Microsoft Corp., having brought artificial intelligence to its battle with Google over search, is now turning to the latest AI technology to catch up with rivals in the corporate applications market such as Oracle Corp., Salesforce Inc. and SAP SE. 

The software giant is introducing an AI assistant—called Dynamics 365 Copilot —  for applications that handle tasks such as sales, marketing and customer service. Based on technology from OpenAI, the software can draft contextual chat and email answers to customer-service queries. It can help marketers come up with customer categories to target, and write product listings for e-commerce. The new capabilities are being released in preview form on Monday and are being tested by hundreds of early customers.

For example, Italian aperitif maker Campari is trying out the marketing tools to concoct targeted campaigns for events around the Negroni cocktail.

Microsoft also said its next set of AI announcements, planned for March 16, will relate to “workplace productivity,” a term the software maker usually uses to mean Office software. 

Also read: What is Google’s conversational AI service, Bard? 

Business applications are the latest Microsoft programs to get an AI makeover so far this year as the company adds language-generation tools and chatbots to everything from its Bing internet-search engine to the Teams corporate-conferencing software.

The strategy follows a successful debut for an AI programming tool called GitHub Copilot last year and Microsoft’s expansion of its investment in OpenAI, the maker of ChatGPT, in January. Chief Executive Officer Satya Nadella has said the company plans to overhaul its whole product lineup using AI and tools from OpenAI. 

In the business applications category, where Microsoft has operated for more than two decades but lagged behind rivals, Nadella ultimately wants to use AI to break down silos between formerly separate programs, each with their own workflows and acronyms, like ERP (enterprise resource planning) and CRM (customer relationship management) software. Instead,  he said, they should be blended and have one AI copilot that can retrieve information and help workers with tasks. Still, like the Bing bot, Nadella noted Microsoft’s Dynamics tool will also make mistakes. 

“ERP, CRM, marketing, customer service, supply chain—all these distinct categories are all made up, right? I mean, they’re all garbage sort of categories thought up by vendors,” said Nadella, whose first executive role at Microsoft was running an early internet-based version of business applications called bCentral. “What if we said, there was just one Biz App workflow?”

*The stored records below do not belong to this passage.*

//! Error types for gridspline.
//!
//! This module defines the single error enum shared by grid construction,
//! interpolation, spectral resampling and configuration loading.

use thiserror::Error;

/// The main error type for gridspline operations.
#[derive(Error, Debug)]
pub enum GridSplineError {
    /// IO errors
    #[error("IO error: {0}")]
    Io(#[from] std::io::Error),

    /// JSON serialization/deserialization errors
    #[error("JSON error: {0}")]
    Json(#[from] serde_json::Error),

    /// Configuration errors, including unknown method names
    #[error("Configuration error: {message}")]
    Config { message: String },

    /// Node coordinates that cannot form a grid axis
    #[error("Invalid grid: {message}")]
    InvalidGrid { message: String },

    /// Node, sample or query arrays whose shapes disagree
    #[error("Shape mismatch: {message}")]
    ShapeMismatch { message: String },

    /// Invalid parameter errors
    #[error("Invalid parameter: {param} - {message}")]
    InvalidParameter { param: String, message: String },

    /// Interpolation errors
    #[error("Interpolation error: {message}")]
    Interpolation { message: String },
}

impl GridSplineError {
    pub(crate) fn invalid_parameter(param: &str, message: impl Into<String>) -> Self {
        Self::InvalidParameter {
            param: param.to_string(),
            message: message.into(),
        }
    }
}

/// Convenience type alias for Results with GridSplineError
pub type Result<T> = std::result::Result<T, GridSplineError>;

New generative AI systems such as ChatGPT and DALL-E have caught broad consumer attention in the past year, leaving businesses scrambling to figure out how and whether they should employ corporate aspects of these content generating tools.

At the same time, the AI gold rush is provoking anxiety as programs make errors and go awry. Some banks have banned the use of ChatGPT, and other firms are asking workers not to share confidential information with the systems or expressing concern about how private corporate data will be treated by AI products in use.

Also read: Microsoft announces AI-powered Teams Premium

But most companies can’t seem to stop talking about AI and how the technology is potentially transformative for their business.

For customer service representatives, Microsoft says its copilot will comb through a company’s materials and a customer’s case history and can offer answers based on that knowledge. Nadella also noted that his company won’t use customer data for Microsoft’s own purposes. 

“If you think of a customer service agent, he’s dealing with a customer inquiry and 18 different databases internally to come up with the responses,” Nadella said. “Now you have this copilot that allows you to interrogate the 18 databases and craft a response” without distracting the agent from the customer, he said.

AI and marketing: What do we expect?  AI and marketing: What do we expect?  

Marketers can have chats with their customer data software in plain English to develop targeted customer groups and also get suggestions for additional segments they may not have thought of. The bot will also help them get creative, making suggestions for email campaigns based on topics and requested tone—users can choose from categories like formal, luxury or adventurous, said Charles Lamanna, Microsoft’s vice president for business applications and platform.

The software giant last month also unveiled AI technology that writes emails for busy salespeople. Now it’s adding a sales feature that generates email summaries of Teams conferences and pulls out specific actions people committed to completing. In the future, Microsoft will connect those to calendars. For example, if the call attendees discuss holding another meeting in a few weeks, the software will  schedule it, Lamanna said.

Creating chatbots and assistants for business uses is different from asking a search bot to give open-ended answers on queries about, say, a meal plan for kids or a trip to Mexico—scenarios Microsoft promoted for the Bing chatbot. Business products rely on a more specific set of information—a Microsoft client’s own data, for example—rather than a wide swath of information available on the internet. That may make it easier to get correct answers, but also can make the stakes higher if the AI goofs and makes a user uncomfortable or botches financial data. Both are issues that have cropped up for Bing. 

Nadella said the technology will make mistakes, and the humans using it need to check the facts.

“That’s why I care a lot about not just the power of the tech, but the use case and the design of the products,” Nadella said, “so that we can remind ourselves of both the social norms and responsibilities we as humans have, and the power of this technology and the error bounds of this technology.”